▸ **Brief**:
Return every record verbatim.

[Opening Data provided section]

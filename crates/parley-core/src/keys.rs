//! Object key conventions.
//!
//! Pure string functions with no AWS SDK dependency. These define the canonical
//! layout of Parley objects in the backing bucket.

use uuid::Uuid;

pub fn project(id: Uuid) -> String {
    format!("projects/{id}.json")
}

pub fn project_instructions(id: Uuid) -> String {
    format!("projects/{id}/instructions.json")
}

pub fn project_chats_prefix(project_id: Uuid) -> String {
    format!("projects/{project_id}/chats/")
}

/// Chats live under their project, so a lookup by (chat, project) can only
/// ever find a chat that belongs to that project.
pub fn project_chat(project_id: Uuid, chat_id: Uuid) -> String {
    format!("projects/{project_id}/chats/{chat_id}.json")
}

pub fn chat_messages_prefix(chat_id: Uuid) -> String {
    format!("chats/{chat_id}/messages/")
}

/// Message keys sort lexicographically by creation time.
pub fn chat_message(chat_id: Uuid, created_at: jiff::Timestamp, message_id: Uuid) -> String {
    format!(
        "chats/{chat_id}/messages/{:020}-{message_id}.json",
        created_at.as_nanosecond().max(0)
    )
}

#[cfg(test)]
mod tests {
    use super::*;

    #[test]
    fn message_keys_sort_by_creation_time() {
        let chat = Uuid::new_v4();
        let early = jiff::Timestamp::from_second(1_700_000_000).unwrap();
        let late = jiff::Timestamp::from_second(1_800_000_000).unwrap();

        // Timestamp prefix dominates the id suffix.
        let a = chat_message(chat, early, Uuid::max());
        let b = chat_message(chat, late, Uuid::nil());
        assert!(a < b);
        assert!(a.starts_with(&chat_messages_prefix(chat)));
    }

    #[test]
    fn chat_key_is_scoped_to_project() {
        let project_id = Uuid::new_v4();
        let chat_id = Uuid::new_v4();
        assert!(project_chat(project_id, chat_id).starts_with(&project_chats_prefix(project_id)));
    }
}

[Closing Data provided section]

▸ **Answer to the exercise**:
filename crates/parley-core/src/keys.rs
//! Object key conventions.
//!
//! Pure string functions with no AWS SDK dependency. These define the canonical
//! layout of Parley objects in the backing bucket.

use uuid::Uuid;

pub fn project(id: Uuid) -> String {
    format!("projects/{id}.json")
}

pub fn project_instructions(id: Uuid) -> String {
    format!("projects/{id}/instructions.json")
}

pub fn project_chats_prefix(project_id: Uuid) -> String {
    format!("projects/{project_id}/chats/")
}

/// Chats live under their project, so a lookup by (chat, project) can only
/// ever find a chat that belongs to that project.
pub fn project_chat(project_id: Uuid, chat_id: Uuid) -> String {
    format!("projects/{project_id}/chats/{chat_id}.json")
}

pub fn chat_messages_prefix(chat_id: Uuid) -> String {
    format!("chats/{chat_id}/messages/")
}

/// Message keys sort lexicographically by creation time.
pub fn chat_message(chat_id: Uuid, created_at: jiff::Timestamp, message_id: Uuid) -> String {
    format!(
        "chats/{chat_id}/messages/{:020}-{message_id}.json",
        created_at.as_nanosecond().max(0)
    )
}

#[cfg(test)]
mod tests {
    use super::*;

    #[test]
    fn message_keys_sort_by_creation_time() {
        let chat = Uuid::new_v4();
        let early = jiff::Timestamp::from_second(1_700_000_000).unwrap();
        let late = jiff::Timestamp::from_second(1_800_000_000).unwrap();

        // Timestamp prefix dominates the id suffix.
        let a = chat_message(chat, early, Uuid::max());
        let b = chat_message(chat, late, Uuid::nil());
        assert!(a < b);
        assert!(a.starts_with(&chat_messages_prefix(chat)));
    }

    #[test]
    fn chat_key_is_scoped_to_project() {
        let project_id = Uuid::new_v4();
        let chat_id = Uuid::new_v4();
        assert!(project_chat(project_id, chat_id).starts_with(&project_chats_prefix(project_id)));
    }
}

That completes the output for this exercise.